Studying frustration with ultracold bosons in a triangular optical lattice

ORAL

Abstract

In the lowest band of the triangular lattice, the inherent geometric frustration of the lattice gives rise to two degenerate, inequivalent maxima with different wavevectors. When tunnelling is inverted, such that these maxima become the minima, the superfluid ground state becomes chiral and chooses one of the two minima, breaking a discrete symmetry. The nature of the quantum phase transition from this chiral superfluid to a Mott insulator (SF-MI) at strong interactions is not settled, as the lattice frustration hinders quantum Monte-Carlo simulation.

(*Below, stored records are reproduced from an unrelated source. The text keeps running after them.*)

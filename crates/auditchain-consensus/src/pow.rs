// Consensus-critical. Changes require a protocol review + tests.
//! Proof-of-work checking.
//!
//! The condition is `hash_as_u256 <= target(bits)` with `target(bits)`
//! positive, non-overflowing and no easier than the network ceiling.
//! Regular blocks check their identity hash; audit blocks check their mined
//! hash (see `audit`).

use auditchain_core::{block_hash, BlockHeader, Hash32};

use crate::error::{ConsensusError, PowError};
use crate::params::ConsensusParams;
use crate::target::{decode_compact, hash_meets_target};

/// Check `hash` against compact `bits`.
///
/// `params.skip_pow_check` short-circuits to success.
pub fn check_proof_of_work(
    hash: &Hash32,
    bits: u32,
    params: &ConsensusParams,
) -> Result<(), PowError> {
    if params.skip_pow_check {
        return Ok(());
    }

    let decoded = decode_compact(bits);
    if !decoded.is_valid() || decoded.target > params.pow_limit() {
        return Err(PowError::BelowMinimumWork { bits });
    }
    if !hash_meets_target(hash, &decoded.target) {
        return Err(PowError::HashExceedsTarget { bits });
    }
    Ok(())
}

/// Validate proof-of-work for a regular header (identity hash <= target).
pub fn validate_pow(header: &BlockHeader, params: &ConsensusParams) -> Result<(), ConsensusError> {
    let hash = block_hash(header)?;
    check_proof_of_work(&hash, header.bits, params)?;
    Ok(())
}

We experimentally study this transition in an optical lattice. Instead of actively changing the sign of the tunnelling, we utilize negative absolute temperatures where atoms predominantly occupy the highest-energy states. We find that due to the inherent geometric frustration, the critical interaction for the bosonic SF-MI transition is strongly reduced. Furthermore, by dynamically crossing the SF-MI transition in variable time we observe a smooth emergence of coherence, reminiscent of the Kibble-Zurek mechanism. This is consistent with a continuous phase transition and thereby suggests the existence of an intervening chiral Mott insulator phase.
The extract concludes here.